**Available data**
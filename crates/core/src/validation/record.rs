//! Field-level rules for a single fuel record.

use std::sync::Arc;

use rust_decimal::Decimal;
use tidemark_shared::types::FuelCategory;

use super::types::{IssueCollector, ValidationCode, ValidationOutcome};
use crate::catalog::FuelCatalog;
use crate::record::FuelRecord;

const LCV_MIN: Decimal = Decimal::TEN;
const LCV_MAX: Decimal = Decimal::from_parts(120, 0, 0, false, 0);
const DENSITY_MIN: Decimal = Decimal::from_parts(70, 0, 0, false, 0);
const DENSITY_MAX: Decimal = Decimal::from_parts(1200, 0, 0, false, 0);
/// IMO global sulphur cap (%).
const SULPHUR_GLOBAL_CAP: Decimal = Decimal::from_parts(35, 0, 0, false, 1);
/// Emission control area sulphur limit (%).
const SULPHUR_ECA_LIMIT: Decimal = Decimal::from_parts(5, 0, 0, false, 1);
/// Allowed LCV deviation from the catalog standard (%).
const LCV_DEVIATION_LIMIT_PCT: Decimal = Decimal::TEN;

/// Compliance rule validator for fuel records.
#[derive(Debug, Clone)]
pub struct ComplianceValidator {
    catalog: Arc<FuelCatalog>,
}

impl ComplianceValidator {
    /// Creates a validator that compares measurements against `catalog`.
    #[must_use]
    pub fn new(catalog: FuelCatalog) -> Self {
        Self {
            catalog: Arc::new(catalog),
        }
    }

    /// Validates one record. Never fails; findings are returned as data.
    #[must_use]
    pub fn validate(&self, record: &FuelRecord) -> ValidationOutcome {
        let mut issues = IssueCollector::default();

        if record.consumption_tonnes <= Decimal::ZERO {
            issues.error(
                "consumption_tonnes",
                ValidationCode::InvalidValue,
                "Fuel consumption must be greater than 0",
            );
        }

        let expected = record.fuel_type.natural_category();
        if record.fuel_category != expected {
            issues.error(
                "fuel_category",
                ValidationCode::InvalidValue,
                format!(
                    "Fuel type {} must be declared as {expected}, not {}",
                    record.fuel_type, record.fuel_category
                ),
            );
        }

        self.check_physical_properties(record, &mut issues);

        match record.fuel_category {
            FuelCategory::Biofuel => check_biofuel(record, &mut issues),
            FuelCategory::EFuel => check_efuel(record, &mut issues),
            FuelCategory::Hybrid => check_hybrid(record, &mut issues),
            FuelCategory::Fossil => {}
        }

        check_handling(record, &mut issues);

        if let (Some(production), Some(expiry)) = (record.production_date, record.expiry_date) {
            if expiry <= production {
                issues.error(
                    "expiry_date",
                    ValidationCode::InvalidDate,
                    "Expiry date must be after production date",
                );
            }
        }

        issues.finish()
    }

    fn check_physical_properties(&self, record: &FuelRecord, issues: &mut IssueCollector) {
        match record.lower_calorific_value_mj_kg.filter(|v| !v.is_zero()) {
            Some(lcv) => {
                if lcv < LCV_MIN || lcv > LCV_MAX {
                    issues.warning(
                        "lower_calorific_value_mj_kg",
                        ValidationCode::UnusualValue,
                        "Calorific value seems unusual. Please verify.",
                    );
                }
                self.check_lcv_against_standard(record, lcv, issues);
            }
            None => {
                if matches!(
                    record.fuel_category,
                    FuelCategory::Biofuel | FuelCategory::EFuel
                ) {
                    issues.error(
                        "lower_calorific_value_mj_kg",
                        ValidationCode::RequiredField,
                        "Calorific value is required for biofuels and e-fuels",
                    );
                }
            }
        }

        if let Some(density) = record.density_kg_m3.filter(|v| !v.is_zero()) {
            if density < DENSITY_MIN || density > DENSITY_MAX {
                issues.warning(
                    "density_kg_m3",
                    ValidationCode::UnusualValue,
                    "Fuel density seems unusual. Please verify.",
                );
            }
        }

        if let Some(sulphur) = record.sulphur_content_pct {
            if sulphur > SULPHUR_GLOBAL_CAP {
                issues.error(
                    "sulphur_content_pct",
                    ValidationCode::RegulatoryViolation,
                    "Sulphur content exceeds IMO global limit (3.5%)",
                );
            }
            if sulphur > SULPHUR_ECA_LIMIT {
                issues.warning(
                    "sulphur_content_pct",
                    ValidationCode::RegulatoryWarning,
                    "Sulphur content exceeds ECA limit (0.5%)",
                );
            }
        }
    }

    fn check_lcv_against_standard(
        &self,
        record: &FuelRecord,
        lcv: Decimal,
        issues: &mut IssueCollector,
    ) {
        let Some(standard) = self
            .catalog
            .properties(record.fuel_type)
            .and_then(|spec| spec.lower_calorific_value_mj_kg)
            .filter(|v| !v.is_zero())
        else {
            return;
        };

        let deviation_pct = lcv
            .checked_sub(standard)
            .and_then(|d| d.abs().checked_div(standard))
            .and_then(|r| r.checked_mul(Decimal::ONE_HUNDRED));
        match deviation_pct {
            Some(pct) if pct <= LCV_DEVIATION_LIMIT_PCT => {}
            Some(pct) => issues.warning(
                "lower_calorific_value_mj_kg",
                ValidationCode::StandardDeviation,
                format!(
                    "Calorific value deviates {}% from standard {} MJ/kg",
                    pct.round_dp(1),
                    standard
                ),
            ),
            None => issues.warning(
                "lower_calorific_value_mj_kg",
                ValidationCode::StandardDeviation,
                format!("Calorific value is far outside standard {standard} MJ/kg"),
            ),
        }
    }
}

impl Default for ComplianceValidator {
    fn default() -> Self {
        Self::new(FuelCatalog::standard())
    }
}

/// Validates one record.
#[must_use]
pub fn validate(validator: &ComplianceValidator, record: &FuelRecord) -> ValidationOutcome {
    validator.validate(record)
}

fn check_biofuel(record: &FuelRecord, issues: &mut IssueCollector) {
    let bio = &record.biofuel;
    if bio.feedstock.is_none() {
        issues.error(
            "biofuel_feedstock",
            ValidationCode::RequiredField,
            "Biofuel feedstock is required",
        );
    }
    if is_blank(bio.sustainability_certificate.as_deref()) {
        issues.error(
            "sustainability_certificate",
            ValidationCode::RequiredField,
            "Sustainability certificate is required for biofuels",
        );
    }
    if bio.blend_ratio_pct.is_some_and(out_of_percent_range) {
        issues.error(
            "biofuel_blend_ratio_pct",
            ValidationCode::InvalidRange,
            "Biofuel blend ratio must be between 0 and 100%",
        );
    }
    if !bio.eu_red_ii_compliant {
        issues.warning(
            "eu_red_ii_compliant",
            ValidationCode::RegulatoryWarning,
            "Biofuels should be EU RED II compliant",
        );
    }
}

fn check_efuel(record: &FuelRecord, issues: &mut IssueCollector) {
    let efuel = &record.efuel;
    if is_blank(efuel.certificate_of_origin.as_deref()) {
        issues.error(
            "certificate_of_origin",
            ValidationCode::RequiredField,
            "Certificate of origin is required for e-fuels",
        );
    }
    if efuel.renewable_electricity_source.is_none() {
        issues.error(
            "renewable_electricity_source",
            ValidationCode::RequiredField,
            "Renewable electricity source must be specified for e-fuels",
        );
    }
    if record.well_to_wake_ghg_gco2e_mj.is_none() {
        issues.warning(
            "well_to_wake_ghg_gco2e_mj",
            ValidationCode::RecommendedField,
            "Well-to-wake GHG emissions should be provided for e-fuels",
        );
    }
}

fn check_hybrid(record: &FuelRecord, issues: &mut IssueCollector) {
    match record.biofuel.blend_ratio_pct {
        None => issues.error(
            "biofuel_blend_ratio_pct",
            ValidationCode::RequiredField,
            "Biofuel blend ratio is required for hybrid fuels",
        ),
        Some(blend) if out_of_percent_range(blend) => issues.error(
            "biofuel_blend_ratio_pct",
            ValidationCode::InvalidRange,
            "Biofuel blend ratio must be between 0 and 100%",
        ),
        Some(_) => {}
    }
}

fn check_handling(record: &FuelRecord, issues: &mut IssueCollector) {
    let handling = &record.handling;
    if handling.toxicity_level.is_some_and(|l| l.is_high())
        && handling.handling_requirements.is_empty()
    {
        issues.warning(
            "handling_requirements",
            ValidationCode::RecommendedField,
            "Handling requirements should be specified for toxic fuels",
        );
    }
    if handling.corrosiveness_rating.is_some_and(|l| l.is_high())
        && handling.storage_requirements.is_empty()
    {
        issues.warning(
            "storage_requirements",
            ValidationCode::RecommendedField,
            "Storage requirements should be specified for corrosive fuels",
        );
    }
    if handling.retrofit_required && is_blank(handling.retrofit_certificate.as_deref()) {
        issues.warning(
            "retrofit_certificate",
            ValidationCode::RecommendedField,
            "Retrofit certificate should be provided when retrofit is required",
        );
    }
}

fn out_of_percent_range(value: Decimal) -> bool {
    value < Decimal::ZERO || value > Decimal::ONE_HUNDRED
}

fn is_blank(value: Option<&str>) -> bool {
    value.is_none_or(|s| s.trim().is_empty())
}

**Work request**
Each line from the top of the records down to the one with "let mut issues" must be retyped exactly; include both ends and nothing else.

**Reply to the task**
filename crates/core/src/validation/record.rs
//! Field-level rules for a single fuel record.

use std::sync::Arc;

use rust_decimal::Decimal;
use tidemark_shared::types::FuelCategory;

use super::types::{IssueCollector, ValidationCode, ValidationOutcome};
use crate::catalog::FuelCatalog;
use crate::record::FuelRecord;

const LCV_MIN: Decimal = Decimal::TEN;
const LCV_MAX: Decimal = Decimal::from_parts(120, 0, 0, false, 0);
const DENSITY_MIN: Decimal = Decimal::from_parts(70, 0, 0, false, 0);
const DENSITY_MAX: Decimal = Decimal::from_parts(1200, 0, 0, false, 0);
/// IMO global sulphur cap (%).
const SULPHUR_GLOBAL_CAP: Decimal = Decimal::from_parts(35, 0, 0, false, 1);
/// Emission control area sulphur limit (%).
const SULPHUR_ECA_LIMIT: Decimal = Decimal::from_parts(5, 0, 0, false, 1);
/// Allowed LCV deviation from the catalog standard (%).
const LCV_DEVIATION_LIMIT_PCT: Decimal = Decimal::TEN;

/// Compliance rule validator for fuel records.
#[derive(Debug, Clone)]
pub struct ComplianceValidator {
    catalog: Arc<FuelCatalog>,
}

impl ComplianceValidator {
    /// Creates a validator that compares measurements against `catalog`.
    #[must_use]
    pub fn new(catalog: FuelCatalog) -> Self {
        Self {
            catalog: Arc::new(catalog),
        }
    }

    /// Validates one record. Never fails; findings are returned as data.
    #[must_use]
    pub fn validate(&self, record: &FuelRecord) -> ValidationOutcome {
        let mut issues = IssueCollector::default();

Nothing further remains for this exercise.